Which NASA cancelled last week.

https://www.theguardian.com/science/2026/apr/03/artemis-ii-astronauts-rocket-towards-the-moon-after-breaking-free-of-earths-orbit

Artemis II astronauts now closer to the moon than the Earth

Crew members can now see the moon, which one described as ‘a beautiful sight’, from their spacecraft’s docking hatch

The Guardian

@markmccaughrean Maybe I didn't read the thread carefully enough, but what does that cancellation mean for the planned moon landing?

🤔

@kallekn I'm not fully up-to-speed on all the details, but the original Moon landing mission was supposed to Artemis III, but was already moved to IV. ESM-3 & ESM-4 were delivered by Airbus to KSC in Aug 2024 & Nov 2025, respectively, so those parts of the hardware for those missions is in place.
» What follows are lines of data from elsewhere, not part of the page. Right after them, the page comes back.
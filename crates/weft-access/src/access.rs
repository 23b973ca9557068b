use std::fmt;

use serde::{Deserialize, Serialize};

/// Mode of an access grant.
///
/// Shared modes may be outstanding together because they touch disjoint
/// parts of a resource: reads look at the consolidated snapshot, shared
/// writes append to per-lane pending buffers. Exclusive modes own the
/// whole resource.
#[derive(Clone, Copy, Debug, PartialEq, Eq, Hash, Serialize, Deserialize)]
pub enum AccessType {
    SharedRead,
    SharedWrite,
    ExclusiveWrite,
    /// Final exclusive access. Nothing may be acquired afterwards.
    Disposal,
}

impl AccessType {
    pub fn is_exclusive(self) -> bool {
        matches!(self, Self::ExclusiveWrite | Self::Disposal)
    }

    pub fn is_shared(self) -> bool {
        !self.is_exclusive()
    }

    /// Whether a holder of this mode may mutate the resource.
    pub fn permits_write(self) -> bool {
        !matches!(self, Self::SharedRead)
    }
}

impl fmt::Display for AccessType {
    fn fmt(&self, f: &mut fmt::Formatter<'_>) -> fmt::Result {
        let s = match self {
            Self::SharedRead => "SharedRead",
            Self::SharedWrite => "SharedWrite",
            Self::ExclusiveWrite => "ExclusiveWrite",
            Self::Disposal => "Disposal",
        };
        f.write_str(s)
    }
}

#[cfg(test)]
mod tests {
    use super::*;

    #[test]
    fn exclusivity() {
        assert!(AccessType::ExclusiveWrite.is_exclusive());
        assert!(AccessType::Disposal.is_exclusive());
        assert!(AccessType::SharedRead.is_shared());
        assert!(AccessType::SharedWrite.is_shared());
    }

    #[test]
    fn only_shared_read_is_read_only() {
        assert!(!AccessType::SharedRead.permits_write());
        assert!(AccessType::SharedWrite.permits_write());
        assert!(AccessType::ExclusiveWrite.permits_write());
    }
}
Whether ESA will get its promised lunar astronauts (in principle the first should be German) & what happens to ESM-5 & 6, I don't know.

@markmccaughrean But they'll be able to land?
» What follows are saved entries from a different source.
//! Task drivers.
//!
//! A driver is a node below a [`TaskSystem`](crate::TaskSystem). It owns its
//! streams, ledgers, cancellation set, and child drivers, and refers back to
//! its system without owning it.

use std::sync::{Arc, Weak};

use tracing::{debug, info};
use weft_jobs::{JobHandle, JobScheduler};
use weft_ledger::RequirementLedger;
use weft_stream::{CancelRequestSet, InstanceStream, ManagedStream, TaskStream};
use weft_types::DriverContext;

use crate::error::{DriverError, DriverResult};
use crate::propagator::CancellationPropagator;
use crate::system::SystemCore;

pub struct TaskDriver {
    name: Arc<str>,
    context: DriverContext,
    system: Weak<SystemCore>,
    lane_count: usize,
    cancel_requests: CancelRequestSet,
    children: Vec<TaskDriver>,
    streams: Vec<Box<dyn ManagedStream>>,
    ledgers: Vec<RequirementLedger>,
    propagator: Option<CancellationPropagator>,
    disposed: bool,
}

impl TaskDriver {
    pub(crate) fn new(name: &str, context: DriverContext, system: &Arc<SystemCore>) -> Self {
        let lane_count = system.lane_count;
        Self {
            name: Arc::from(name),
            context,
            system: Arc::downgrade(system),
            lane_count,
            cancel_requests: CancelRequestSet::new(format!("{name}:cancel"), context, lane_count),
            children: Vec::new(),
            streams: Vec::new(),
            ledgers: Vec::new(),
            propagator: None,
            disposed: false,
        }
    }

    pub fn name(&self) -> &str {
        &self.name
    }

    pub fn context(&self) -> DriverContext {
        self.context
    }

    pub fn lane_count(&self) -> usize {
        self.lane_count
    }

    /// Requests written here are tagged with this driver's context and
    /// delivered to the system and every child on the next pass.
    pub fn cancel_requests(&self) -> &CancelRequestSet {
        &self.cancel_requests
    }

    pub fn children(&self) -> &[TaskDriver] {
        &self.children
    }

    pub fn ledgers(&self) -> &[RequirementLedger] {
        &self.ledgers
    }

    pub fn ledgers_mut(&mut self) -> &mut [RequirementLedger] {
        &mut self.ledgers
    }

    pub fn is_hardened(&self) -> bool {
        self.propagator.is_some()
    }

    fn system(&self) -> DriverResult<Arc<SystemCore>> {
        self.system.upgrade().ok_or_else(|| DriverError::SystemDropped {
            driver: self.name.to_string(),
        })
    }

    fn ensure_soft(&self) -> DriverResult<()> {
        if self.disposed {
            return Err(DriverError::Disposed {
                node: self.name.to_string(),
            });
        }
        if self.is_hardened() {
            return Err(DriverError::AlreadyHardened {
                node: self.name.to_string(),
            });
        }
        Ok(())
    }

    // -----------------------------------------------------------------------
    // Construction
    // -----------------------------------------------------------------------

    /// Create a child driver with its own context from the system registry.
    pub fn create_child(&mut self, name: &str) -> DriverResult<&mut TaskDriver> {
        self.ensure_soft()?;
        let system = self.system()?;
        let context = system.register(name)?;
        self.children.push(TaskDriver::new(name, context, &system));
        let index = self.children.len() - 1;
        Ok(&mut self.children[index])
    }

    /// Create a stream owned, consolidated, and disposed by this driver.
    pub fn create_stream<T: Send + Sync + 'static>(&mut self, label: &str) -> DriverResult<InstanceStream<T>> {
        self.ensure_soft()?;
        let stream = InstanceStream::new(format!("{}:{label}", self.name), self.lane_count);
        self.streams.push(Box::new(stream.clone()));
        Ok(stream)
    }

    pub fn create_task_stream<T: Send + Sync + 'static>(&mut self, label: &str) -> DriverResult<TaskStream<T>> {
        self.ensure_soft()?;
        let stream = TaskStream::new(format!("{}:{label}", self.name), self.lane_count);
        self.streams.push(Box::new(stream.clone()));
        Ok(stream)
    }

    /// Attach a ledger. Ledgers run in the order they were added.
    pub fn add_ledger(&mut self, ledger: RequirementLedger) -> DriverResult<()> {
        self.ensure_soft()?;
        if ledger.context() != self.context {
            return Err(DriverError::ContextMismatch {
                ledger: ledger.label().to_string(),
                expected: self.context,
                found: ledger.context(),
            });
        }
        self.ledgers.push(ledger);
        Ok(())
    }

    /// Find this driver or a descendant by context.
    pub fn find(&self, context: DriverContext) -> Option<&TaskDriver> {
        if self.context == context {
            return Some(self);
        }
        self.children.iter().find_map(|c| c.find(context))
    }

    pub fn find_mut(&mut self, context: DriverContext) -> Option<&mut TaskDriver> {
        if self.context == context {
            return Some(self);
        }
        self.children.iter_mut().find_map(|c| c.find_mut(context))
    }

    // -----------------------------------------------------------------------
    // Hardening
    // -----------------------------------------------------------------------

    /// Harden this driver's ledgers, then its children, then build its
    /// propagator.
    pub fn harden(&mut self) -> DriverResult<()> {
        self.ensure_soft()?;
        let system = self.system()?;

        for ledger in &mut self.ledgers {
            ledger.harden()?;
        }
        for child in &mut self.children {
            child.harden()?;
        }

        let children = self.children.iter().map(|c| c.cancel_requests.clone()).collect();
        self.propagator = Some(CancellationPropagator::new(
            self.cancel_requests.clone(),
            system.cancel_requests.clone(),
            children,
        ));
        debug!(
            driver = %self.name,
            context = %self.context,
            ledgers = self.ledgers.len(),
            children = self.children.len(),
            "driver hardened"
        );
        Ok(())
    }

    // -----------------------------------------------------------------------
    // Pass stages
    // -----------------------------------------------------------------------

    /// Propagate this driver's requests, then each child's behind it so the
    /// requests forwarded here are delivered onward in the same pass.
    pub fn propagate(&mut self, depends_on: &JobHandle, scheduler: &JobScheduler) -> DriverResult<JobHandle> {
        let name = &self.name;
        let propagator = self.propagator.as_mut().ok_or_else(|| DriverError::NotHardened {
            node: name.to_string(),
        })?;
        let own = propagator.propagate(depends_on, scheduler)?;
        if self.children.is_empty() {
            return Ok(own);
        }

        let mut tokens = Vec::with_capacity(self.children.len() + 1);
        for child in &mut self.children {
            tokens.push(child.propagate(&own, scheduler)?);
        }
        tokens.push(own);
        Ok(JobHandle::combine(tokens.iter()))
    }

    /// Consolidate this driver's streams and its descendants', pushing
    /// each token onto `out`.
    pub(crate) fn consolidate(
        &self,
        depends_on: &JobHandle,
        scheduler: &JobScheduler,
        out: &mut Vec<JobHandle>,
    ) -> DriverResult<()> {
        for stream in &self.streams {
            out.push(stream.consolidate(depends_on, scheduler)?);
        }
        for child in &self.children {
            child.consolidate(depends_on, scheduler, out)?;
        }
        Ok(())
    }

    /// Execute this driver's ledgers, then its descendants'.
    pub(crate) fn execute(
        &mut self,
        depends_on: &JobHandle,
        scheduler: &JobScheduler,
        out: &mut Vec<JobHandle>,
    ) -> DriverResult<()> {
        for ledger in &mut self.ledgers {
            out.push(ledger.execute(depends_on, scheduler)?);
        }
        for child in &mut self.children {
            child.execute(depends_on, scheduler, out)?;
        }
        Ok(())
    }

    /// Dispose children first, then this driver's streams and cancellation
    /// set. Blocks until outstanding users of each resource finish.
    pub fn dispose(&mut self) -> DriverResult<()> {
        if self.disposed {
            return Ok(());
        }
        for child in &mut self.children {
            child.dispose()?;
        }
        for stream in &self.streams {
            stream.dispose()?;
        }
        self.cancel_requests.dispose()?;
        self.propagator = None;
        self.ledgers.clear();
        self.disposed = true;
        info!(driver = %self.name, context = %self.context, "driver disposed");
        Ok(())
    }
}

impl std::fmt::Debug for TaskDriver {
    fn fmt(&self, f: &mut std::fmt::Formatter<'_>) -> std::fmt::Result {
        f.debug_struct("TaskDriver")
            .field("name", &self.name)
            .field("context", &self.context)
            .field("children", &self.children.len())
            .field("streams", &self.streams.len())
            .field("ledgers", &self.ledgers.len())
            .field("hardened", &self.is_hardened())
            .finish()
    }
}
@kallekn That's all down to the Child King & whether his rockets can deliver the promised goods.

There's an awful lot of difficult work to be done to prove that the single HLS Starship can be refuelled in LEO by a whole fleet of other tanker & depot Starships (somewhere between 10 & 20!!) as is required.

Truly, the concept is utterly bananas & I don't know how / why anyone ever signed up to it.

I mean, Apollo was *far* simpler more than fifty years ago.